士郎君は殺し殺されより守り守られの存在と思いますので、マァこんな扱われかたが一番かもしれませんな。
T2
2006年04月03日 01:23
 今回は「うっかり姉さんと愉快な仲間達~買い物編~」といった感じですね。過去の弓ねえの姿を聞いて動揺する士郎の姿は、彼がどれだけ姉を慕っているのかが分かります。良いですねぇ、こういう話。
鉄塊
2006年04月03日 01:57
V3といえば仮面ラ○ダー、仮面のラ○ダーといえば彼女しかいない!!
V4は赤い悪魔こと遠坂凛嬢だとしてV5はラ○ダーという伏線か!!
 ・・・失礼しました。少々深読みしすぎてしまいました。
今回も面白かったです。次回も楽しみにしてます。
V3(暴君or暴食王)は金運を食い尽くせるか否か。
 先に士郎がダウンする(fate)。 
亜兎
2006年04月06日 15:46
いや~久しぶりに見させていただきましたwww
姉を信じる士郎、そして10年前の真実を語ったセイバー
、そしてユミ姉は己が過去を思い出したときどんな展開が
待ち受けてるのでしょうか?次回も必見です。
頑張ってくださいノシ
Shunki
2006年04月09日 21:12
今回はかなり遅くなりましてすいませんです。でもおつき合い頂きましてありがとうございます。次回ものんびりお待ち頂ければ幸いです。

>しがない販売員さま
殺伐は未来モードの担当かと(苦笑) ある意味士郎はヒロインだと思っていますので。

>T2さま
「うっかり姉さん(略)」、いいですねぇ。

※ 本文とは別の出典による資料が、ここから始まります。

// SPDX-License-Identifier: AGPL-3.0-or-later
//
// Copyright (C) 2026 Relational Network

//! Unsigned transaction assembly.
//!
//! Every builder follows the same shape: resolve the token accounts involved,
//! prepend an account-creation instruction for each destination that does not
//! exist yet, append the transfers, then bind the message to a freshly fetched
//! blockhash with the requesting wallet as fee payer. The result is the
//! bincode wire form with empty signature slots, base64-encoded.
//!
//! The builder only reads from the ledger; it never signs or submits.

use std::collections::HashMap;
use std::future::Future;
use std::sync::{Arc, Mutex};
use std::time::Duration;

use base64::{engine::general_purpose::STANDARD as BASE64, Engine as _};
use serde::{Deserialize, Serialize};
use solana_sdk::instruction::Instruction;
use solana_sdk::pubkey::Pubkey;
use solana_sdk::system_instruction;
use solana_sdk::transaction::Transaction;
use spl_associated_token_account::instruction::create_associated_token_account_idempotent;
use spl_token::solana_program::program_pack::Pack;
use utoipa::ToSchema;

use super::accounts::AccountResolver;
use super::client::{LedgerClient, LedgerError};
use super::retry::RetryPolicy;
use super::types::{UnsignedTransaction, NATIVE_DECIMALS};
use crate::sale::amount::Amount;
use crate::sale::error::SaleError;

/// Asset used to pay on `/payments`.
#[derive(Debug, Clone, Copy, PartialEq, Eq, Serialize, Deserialize, ToSchema)]
pub enum PaymentMethod {
    #[serde(rename = "SOL")]
    Sol,
    #[serde(rename = "USDC")]
    Usdc,
}

/// Asset moved by a generic transfer.
#[derive(Debug, Clone, Copy, PartialEq, Eq, Serialize, Deserialize, ToSchema)]
pub enum TransferAsset {
    #[serde(rename = "SOL")]
    Sol,
    #[serde(rename = "USDC")]
    Usdc,
    #[serde(rename = "TOKEN", alias = "MILTON")]
    SaleToken,
}

/// Static addresses the builder works with.
#[derive(Debug, Clone)]
pub struct BuilderConfig {
    pub sale_mint: Pubkey,
    pub usdc_mint: Pubkey,
    pub treasury: Pubkey,
    /// Skip the mint account read when known.
    pub sale_decimals: Option<u8>,
    /// Sale tokens granted per paid SOL or USDC on `/payments`.
    pub payment_tokens_per_unit: Amount,
}

/// A validated token purchase ready to be turned into a transaction.
#[derive(Debug, Clone, Copy)]
pub struct PurchasePlan {
    pub buyer: Pubkey,
    pub amount: Amount,
    /// SOL owed by the buyer.
    pub total_cost: Amount,
}

pub struct TransactionBuilder {
    ledger: Arc<dyn LedgerClient>,
    accounts: Arc<dyn AccountResolver>,
    retry: RetryPolicy,
    config: BuilderConfig,
    decimals: Mutex<HashMap<Pubkey, u8>>,
}

impl TransactionBuilder {
    pub fn new(
        ledger: Arc<dyn LedgerClient>,
        accounts: Arc<dyn AccountResolver>,
        retry: RetryPolicy,
        config: BuilderConfig,
    ) -> Self {
        let mut decimals = HashMap::new();
        if let Some(known) = config.sale_decimals {
            decimals.insert(config.sale_mint, known);
        }
        Self {
            ledger,
            accounts,
            retry,
            config,
            decimals: Mutex::new(decimals),
        }
    }

    pub fn config(&self) -> &BuilderConfig {
        &self.config
    }

    /// Sale-token purchase: allocation to the buyer, SOL to the treasury.
    pub async fn build_purchase(
        &self,
        plan: &PurchasePlan,
    ) -> Result<UnsignedTransaction, SaleError> {
        let mint = self.config.sale_mint;
        let treasury = self.config.treasury;
        let decimals = self.mint_decimals(&mint).await?;
        let token_units = plan.amount.to_base_units(decimals)?;
        let lamports = plan.total_cost.to_base_units(NATIVE_DECIMALS)?;

        let mut instructions = Vec::with_capacity(3);
        let buyer_ata = self
            .ensure_token_account(&mut instructions, &plan.buyer, &plan.buyer, &mint)
            .await?;
        let treasury_ata = self.accounts.resolve(&mint, &treasury);
        instructions.push(transfer_checked(
            &treasury_ata,
            &mint,
            &buyer_ata,
            &treasury,
            token_units,
            decimals,
        )?);
        instructions.push(system_instruction::transfer(&plan.buyer, &treasury, lamports));

        self.finish(&instructions, &plan.buyer).await
    }

    /// Crowdfunding contribution of sale tokens into a campaign vault.
    pub async fn build_contribution(
        &self,
        contributor: &Pubkey,
        vault_owner: &Pubkey,
        amount: Amount,
    ) -> Result<UnsignedTransaction, SaleError> {
        let mint = self.config.sale_mint;
        let decimals = self.mint_decimals(&mint).await?;
        let units = amount.to_base_units(decimals)?;

        let mut instructions = Vec::with_capacity(2);
        let vault_ata = self
            .ensure_token_account(&mut instructions, contributor, vault_owner, &mint)
            .await?;
        let contributor_ata = self.accounts.resolve(&mint, contributor);
        instructions.push(transfer_checked(
            &contributor_ata,
            &mint,
            &vault_ata,
            contributor,
            units,
            decimals,
        )?);

        self.finish(&instructions, contributor).await
    }

    /// Fixed-rate payment in SOL or USDC, paid out in sale tokens.
    pub async fn build_payment(
        &self,
        buyer: &Pubkey,
        method: PaymentMethod,
        amount: Amount,
    ) -> Result<UnsignedTransaction, SaleError> {
        let treasury = self.config.treasury;
        let mut instructions = Vec::with_capacity(4);

        match method {
            PaymentMethod::Sol => {
                let lamports = amount.to_base_units(NATIVE_DECIMALS)?;
                instructions.push(system_instruction::transfer(buyer, &treasury, lamports));
            }
            PaymentMethod::Usdc => {
                let usdc = self.config.usdc_mint;
                let decimals = self.mint_decimals(&usdc).await?;
                let units = amount.to_base_units(decimals)?;
                let treasury_usdc = self
                    .ensure_token_account(&mut instructions, buyer, &treasury, &usdc)
                    .await?;
                let buyer_usdc = self.accounts.resolve(&usdc, buyer);
                instructions.push(transfer_checked(
                    &buyer_usdc,
                    &usdc,
                    &treasury_usdc,
                    buyer,
                    units,
                    decimals,
                )?);
            }
        }

        let mint = self.config.sale_mint;
        let decimals = self.mint_decimals(&mint).await?;
        let tokens = amount.mul_floor(self.config.payment_tokens_per_unit)?;
        let token_units = tokens.to_base_units(decimals)?;
        let buyer_ata = self
            .ensure_token_account(&mut instructions, buyer, buyer, &mint)
            .await?;
        let treasury_ata = self.accounts.resolve(&mint, &treasury);
        instructions.push(transfer_checked(
            &treasury_ata,
            &mint,
            &buyer_ata,
            &treasury,
            token_units,
            decimals,
        )?);

        self.finish(&instructions, buyer).await
    }

    /// Plain transfer between two wallets.
    pub async fn build_transfer(
        &self,
        sender: &Pubkey,
        recipient: &Pubkey,
        asset: TransferAsset,
        amount: Amount,
    ) -> Result<UnsignedTransaction, SaleError> {
        let mint = match asset {
            TransferAsset::Sol => {
                let lamports = amount.to_base_units(NATIVE_DECIMALS)?;
                let instructions = [system_instruction::transfer(sender, recipient, lamports)];
                return self.finish(&instructions, sender).await;
            }
            TransferAsset::Usdc => self.config.usdc_mint,
            TransferAsset::SaleToken => self.config.sale_mint,
        };

        let decimals = self.mint_decimals(&mint).await?;
        let units = amount.to_base_units(decimals)?;

        let mut instructions = Vec::with_capacity(2);
        let recipient_ata = self
            .ensure_token_account(&mut instructions, sender, recipient, &mint)
            .await?;
        let sender_ata = self.accounts.resolve(&mint, sender);
        instructions.push(transfer_checked(
            &sender_ata,
            &mint,
            &recipient_ata,
            sender,
            units,
            decimals,
        )?);

        self.finish(&instructions, sender).await
    }

    /// Decimals of `mint`, read from the mint account once and then cached.
    pub async fn mint_decimals(&self, mint: &Pubkey) -> Result<u8, LedgerError> {
        if let Some(decimals) = self.cached_decimals(mint) {
            return Ok(decimals);
        }

        let account = self
            .retry
            .run("get_mint", || self.ledger.get_account_info(mint))
            .await?
            .ok_or_else(|| LedgerError::InvalidData(format!("mint account {mint} not found")))?;
        let state = spl_token::state::Mint::unpack(&account.data)
            .map_err(|e| LedgerError::InvalidData(format!("mint account {mint}: {e}")))?;

        if let Ok(mut cache) = self.decimals.lock() {
            cache.insert(*mint, state.decimals);
        }
        Ok(state.decimals)
    }

    fn cached_decimals(&self, mint: &Pubkey) -> Option<u8> {
        self.decimals.lock().ok()?.get(mint).copied()
    }

    /// Resolve `owner`'s token account for `mint`, pushing a creation
    /// instruction paid by `payer` if it does not exist yet.
    async fn ensure_token_account(
        &self,
        instructions: &mut Vec<Instruction>,
        payer: &Pubkey,
        owner: &Pubkey,
        mint: &Pubkey,
    ) -> Result<Pubkey, LedgerError> {
        let address = self.accounts.resolve(mint, owner);
        if !self.accounts.account_exists(&address).await? {
            tracing::debug!(%owner, %mint, %address, "Token account missing, adding create instruction");
            instructions.push(create_associated_token_account_idempotent(
                payer,
                owner,
                mint,
                &spl_token::id(),
            ));
        }
        Ok(address)
    }

    async fn finish(
        &self,
        instructions: &[Instruction],
        fee_payer: &Pubkey,
    ) -> Result<UnsignedTransaction, SaleError> {
        let latest = self
            .retry
            .run("get_latest_blockhash", || self.ledger.get_latest_blockhash())
            .await?;

        let mut transaction = Transaction::new_with_payer(instructions, Some(fee_payer));
        transaction.message.recent_blockhash = latest.blockhash;

        let wire = bincode::serialize(&transaction)
            .map_err(|e| SaleError::Internal(format!("transaction serialization: {e}")))?;

        Ok(UnsignedTransaction {
            transaction: BASE64.encode(wire),
            fee_payer: *fee_payer,
            recent_blockhash: latest.blockhash,
            last_valid_block_height: latest.last_valid_block_height,
        })
    }
}

fn transfer_checked(
    source: &Pubkey,
    mint: &Pubkey,
    destination: &Pubkey,
    authority: &Pubkey,
    amount: u64,
    decimals: u8,
) -> Result<Instruction, LedgerError> {
    spl_token::instruction::transfer_checked(
        &spl_token::id(),
        source,
        mint,
        destination,
        authority,
        &[],
        amount,
        decimals,
    )
    .map_err(|e| LedgerError::InstructionBuild {
        program: "spl-token".to_string(),
        reason: e.to_string(),
    })
}

/// Bound a whole build. Running out of time counts as the ledger being
/// unavailable.
pub async fn within<F>(limit: Duration, build: F) -> Result<UnsignedTransaction, SaleError>
where
    F: Future<Output = Result<UnsignedTransaction, SaleError>>,
{
    tokio::time::timeout(limit, build).await.map_err(|_| {
        SaleError::LedgerUnavailable(format!(
            "transaction build timed out after {} ms",
            limit.as_millis()
        ))
    })?
}

/// Decode a base64 wire transaction.
pub fn decode_wire(encoded: &str) -> Result<Vec<u8>, SaleError> {
    BASE64
        .decode(encoded.trim())
        .map_err(|e| SaleError::Validation(format!("signedTransaction is not valid base64: {e}")))
}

次回があるかどうかが微妙ですが。何だかんだでこの話の士郎はシスコンでしょうね。

>鉄塊さま
>仮面ラ○ダー
待て(笑) そもそもラ○ダー4号は爆弾と共にタヒチに行かなくては(こら)

>亜兎さま
元の性格は元ネタ準拠ですね。カコバナに行くのにどれくらいかかることやら。すみません、頑張ります。
かっぱ
2006年04月15日 23:37
お~しばらくネットしない間に更新されてるw
士郎くんの心境は複雑ですね。女の子に守られっぱなし……男の子には辛いなぁ。
弓ねぇがアーチャーに戻った時弓ねぇはどんな心境なのか、そして士郎くんはどんな行動を起こすのかとても楽しみです。月並ですけど、体に気を付けながら執筆がんばってください。